I am trying to solve the decision tree problem in python using scikit_learn and pandas. The data set is available in CSV file.
When I try to load data in python, I get an error that says "ValueError: could not convert string to float: 'CustomerID'". I don't know what I have done wrong in code.
import pandas as pd
from sklearn.tree import DecisionTreeClassifier
from sklearn.model_selection import train_test_split
from sklearn import metrics
col_names=['CustomerID','Gender','Car Type', 'Shirt Size','Class']
pima=pd.read_csv("F:\Current semster courses\Machine
Learning\ML_A1_Fall2019\Q2_dataset.csv",header=None, names=col_names)
pima.head()
feature_cols=['CustomerID','Gender','Car Type', 'Shirt Size']
X=pima[feature_cols]
y=pima.Class
X_train, X_test, y_train, y_test = train_test_split(X, y, test_size=0.3, random_state=1)
clf = DecisionTreeClassifier()
# Train Decision Tree Classifer
clf = clf.fit(X_train,y_train)
#Predict the response for test dataset
y_pred = clf.predict(X_test)
print("Accuracy:",metrics.accuracy_score(y_test, y_pred))

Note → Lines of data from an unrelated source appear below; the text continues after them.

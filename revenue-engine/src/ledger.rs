//! Opportunity ledger
//!
//! One generic component drives every persisted finding through its
//! lifecycle, whatever analyzer produced it. Completing a finding writes an
//! [`OptimizationAction`] to the audit trail.

use crate::error::{RevenueError, RevenueResult};
use crate::findings::*;
use crate::lifecycle::{Lifecycle, OpportunityStatus};
use crate::repository::OpportunityStore;
use crate::scoring::{rank_key, Priority};
use chrono::{DateTime, Utc};
use rust_decimal::Decimal;
use serde::{Deserialize, Serialize};
use std::sync::Arc;
use tracing::{debug, info, warn};
use uuid::Uuid;

/// Outcome of a batch write; individual failures do not abort the batch
#[derive(Debug, Clone, Default, PartialEq, Eq, Serialize, Deserialize)]
pub struct PersistReport {
    pub persisted: usize,
    pub failed: usize,
    pub errors: Vec<String>,
}

impl PersistReport {
    pub fn record_success(&mut self) {
        self.persisted += 1;
    }

    pub fn record_failure(&mut self, id: Uuid, error: &RevenueError) {
        self.failed += 1;
        self.errors.push(format!("{}: {}", id, error));
    }

    pub fn merge(&mut self, other: PersistReport) {
        self.persisted += other.persisted;
        self.failed += other.failed;
        self.errors.extend(other.errors);
    }

    pub fn is_complete(&self) -> bool {
        self.failed == 0
    }
}

/// One open item across every ledger, for cross-analyzer ranking
#[derive(Debug, Clone, Serialize, Deserialize)]
pub struct OpenItem {
    pub kind: OpportunityKind,
    pub id: Uuid,
    pub title: String,
    pub priority: Priority,
    pub annual_value: Decimal,
    pub status: String,
}

pub struct OpportunityLedger {
    store: Arc<dyn OpportunityStore>,
}

impl OpportunityLedger {
    pub fn new(store: Arc<dyn OpportunityStore>) -> Self {
        Self { store }
    }

    /// Persist each entry independently.
    pub async fn persist_batch<E: LedgerEntry>(&self, entries: &[E]) -> PersistReport {
        let mut report = PersistReport::default();
        for entry in entries {
            match self.store.insert(entry.clone().into_record()).await {
                Ok(()) => report.record_success(),
                Err(e) => {
                    warn!(kind = ?E::KIND, id = %entry.id(), error = %e, "Failed to persist finding");
                    report.record_failure(entry.id(), &e);
                }
            }
        }
        debug!(
            kind = ?E::KIND,
            persisted = report.persisted,
            failed = report.failed,
            "Persisted findings"
        );
        report
    }

    /// Load an entry owned by `organization_id`.
    pub async fn get<E: LedgerEntry>(&self, organization_id: Uuid, id: Uuid) -> RevenueResult<E> {
        self.store
            .get(E::KIND, id)
            .await?
            .and_then(E::from_record)
            .filter(|entry| entry.organization_id() == organization_id)
            .ok_or_else(|| RevenueError::not_found(E::ENTITY, id))
    }

    /// Entries of one kind, optionally restricted to the given statuses.
    pub async fn list<E: LedgerEntry>(
        &self,
        organization_id: Uuid,
        statuses: &[E::Status],
    ) -> RevenueResult<Vec<E>> {
        let entries = self
            .store
            .list(organization_id, E::KIND)
            .await?
            .into_iter()
            .filter_map(E::from_record)
            .filter(|entry| statuses.is_empty() || statuses.contains(&entry.status()))
            .collect();
        Ok(entries)
    }

    /// Apply a lifecycle action and return the updated entry.
    ///
    /// Reaching the completed state writes an optimization action carrying
    /// the projected value and any captured value from `outcome`. If that
    /// write fails the entry is restored to its previous state, so a
    /// completed entry always has its audit action.
    pub async fn transition<E: LedgerEntry>(
        &self,
        organization_id: Uuid,
        id: Uuid,
        action: <E::Status as Lifecycle>::Action,
        outcome: ActionOutcome,
    ) -> RevenueResult<E> {
        let mut entry: E = self.get(organization_id, id).await?;
        let previous = entry.clone();
        let next = entry.status().apply(action)?;
        let now = Utc::now();

        entry.set_status(next, now);
        entry.record_outcome(&outcome, now);
        self.store.update(entry.clone().into_record()).await?;

        if next.is_completed() {
            let audit = completion_action(&entry, &outcome, now);
            if let Err(e) = self.store.record_action(audit).await {
                warn!(kind = ?E::KIND, %id, error = %e, "Audit write failed, restoring entry");
                self.store.update(previous.into_record()).await?;
                return Err(e);
            }
        }

        info!(
            kind = ?E::KIND,
            %id,
            status = ?next,
            "Ledger entry transitioned"
        );
        Ok(entry)
    }

    /// Open revenue opportunity with the same type and subject, if any.
    pub async fn find_open_opportunity(
        &self,
        organization_id: Uuid,
        opportunity_type: &str,
        related_entity: Option<&str>,
    ) -> RevenueResult<Option<RevenueOpportunity>> {
        let open = self
            .list::<RevenueOpportunity>(
                organization_id,
                &[OpportunityStatus::Identified, OpportunityStatus::InProgress],
            )
            .await?;
        Ok(open.into_iter().find(|o| {
            o.opportunity_type == opportunity_type && o.related_entity.as_deref() == related_entity
        }))
    }

    /// Persist opportunities, skipping any that duplicate an open one.
    pub async fn persist_opportunities(
        &self,
        organization_id: Uuid,
        opportunities: &[RevenueOpportunity],
    ) -> RevenueResult<(PersistReport, usize)> {
        let mut fresh = Vec::with_capacity(opportunities.len());
        let mut skipped = 0;
        for opportunity in opportunities {
            let existing = self
                .find_open_opportunity(
                    organization_id,
                    &opportunity.opportunity_type,
                    opportunity.related_entity.as_deref(),
                )
                .await?;
            if existing.is_some() {
                skipped += 1;
            } else {
                fresh.push(opportunity.clone());
            }
        }
        if skipped > 0 {
            debug!(skipped, "Skipped duplicate open opportunities");
        }
        Ok((self.persist_batch(&fresh).await, skipped))
    }

    /// Every open finding across the three ledgers, most urgent first.
    pub async fn open_items(&self, organization_id: Uuid) -> RevenueResult<Vec<OpenItem>> {
        let mut items = Vec::new();
        items.extend(self.open_of::<RevenueLeakage>(organization_id).await?);
        items.extend(self.open_of::<FeeScheduleAnalysis>(organization_id).await?);
        items.extend(self.open_of::<RevenueOpportunity>(organization_id).await?);
        items.sort_by(|a, b| {
            rank_key(a.priority, a.annual_value)
                .cmp(&rank_key(b.priority, b.annual_value))
                .then_with(|| a.id.cmp(&b.id))
        });
        Ok(items)
    }

    pub async fn actions(&self, organization_id: Uuid) -> RevenueResult<Vec<OptimizationAction>> {
        self.store.actions(organization_id).await
    }

    async fn open_of<E: LedgerEntry>(&self, organization_id: Uuid) -> RevenueResult<Vec<OpenItem>> {
        let entries = self.list::<E>(organization_id, &[]).await?;
        Ok(entries
            .into_iter()
            .filter(|e| e.status().is_open())
            .map(|e| OpenItem {
                kind: E::KIND,
                id: e.id(),
                title: e.title(),
                priority: e.priority(),
                annual_value: e.projected_value(),
                status: format!("{:?}", e.status()),
            })
            .collect())
    }
}

fn completion_action<E: LedgerEntry>(
    entry: &E,
    outcome: &ActionOutcome,
    at: DateTime<Utc>,
) -> OptimizationAction {
    OptimizationAction {
        id: Uuid::new_v4(),
        organization_id: entry.organization_id(),
        source_kind: E::KIND,
        source_id: entry.id(),
        action_type: entry.action_type(),
        description: entry.title(),
        projected_impact: entry.projected_value(),
        actual_impact: outcome.captured_value,
        completed_by: outcome.actor,
        completed_at: at,
        notes: outcome.notes.clone(),
    }
}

Can someone tell me what I am doing wrong?
Dataset:
CustomerID Gender Car Type Shirt Size Class
1 M Family Small C0
2 M Sports Medium C0
3 M Sports Medium C0
4 M Sports Large C0
5 M Sports Extra Large C0
6 M Sports Extra Large C0
7 F Sports Small C0
8 F Sports Small C0
9 F Sports Medium C0
10 F Luxury Large C0
11 M Family Large C1
12 M Family Extra Large C1
13 M Family Medium C1
14 M Luxury Extra Large C1
15 F Luxury Small C1
16 F Luxury Small C1
17 F Luxury Medium C1
18 F Luxury Medium C1
19 F Luxury Medium C1
20 F Luxury Large C1